Treatment of rat liver sulfite oxidase with trypsin leads to loss of ability to oxidize sulfite in the presence of cytochrome c as electron acceptor. Ability to oxidize sulfite with ferricyanide as acceptor is undiminished, while sulfite leads to O2 activity is partially retained. Gel filtration of the proteolytic products has led to the isolation of two major fragments of dissimilar size derived from sulfite oxidase. The smaller fragment has a molecular weight of 9500 and appears to be monomeric when detached from sulfite oxidase. It contains the heme in its cytochrome b5 structure, has no sulfite oxidase activity, and is reducible with dithionite but not with sulfite. The heme fragment can mediate electron transfer between pig liver microsomal NADH cytochrome b5 reductase and cytochrome c. The larger fragment has a molecular weight of 47,400 under denaturing conditions but elutes from Sephadex G-200 as a dimer. It contains no heme but retains all of the molybdenum and the modified sulfite-oxidizing capacity present in the proteolytic mixture. All of the EPR properties of the molybdenum center of native sulfite oxidase are retained in the molybdenum fragment. The molybdenum center is a weak chromophore with an absorption sectrum suggestive of coordination with sulfur ligands.

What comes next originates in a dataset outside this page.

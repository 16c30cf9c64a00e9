pub(crate) mod decode;
pub(crate) mod fonts;
pub(crate) mod loader;
pub(crate) mod text;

Reduction by sulfite generates a spectrum attributable to molybdenum (V). Spectra of oxidized and sulfite-reduced preparations are sensitive to anions and pH. NH2-terminal analysis of native sulfite oxidase and the two tryptic fragments has permitted the conclusion that the sequence represented by the heme fragment is the NH2 terminus of native enzyme. These studies have demonstrated that the two cofactor moieties of sulfite oxidase are contained in distinct domains which are covalently held in contiguity by means of an exposed hinge region. Isolation of functional heme and molybdenum domains of sulfite oxidase after tryptic cleavage has demonstrated conclusively that the cytochrome b5 region of the molecule is required for electron transfer to the physiological acceptor, cytochrome c.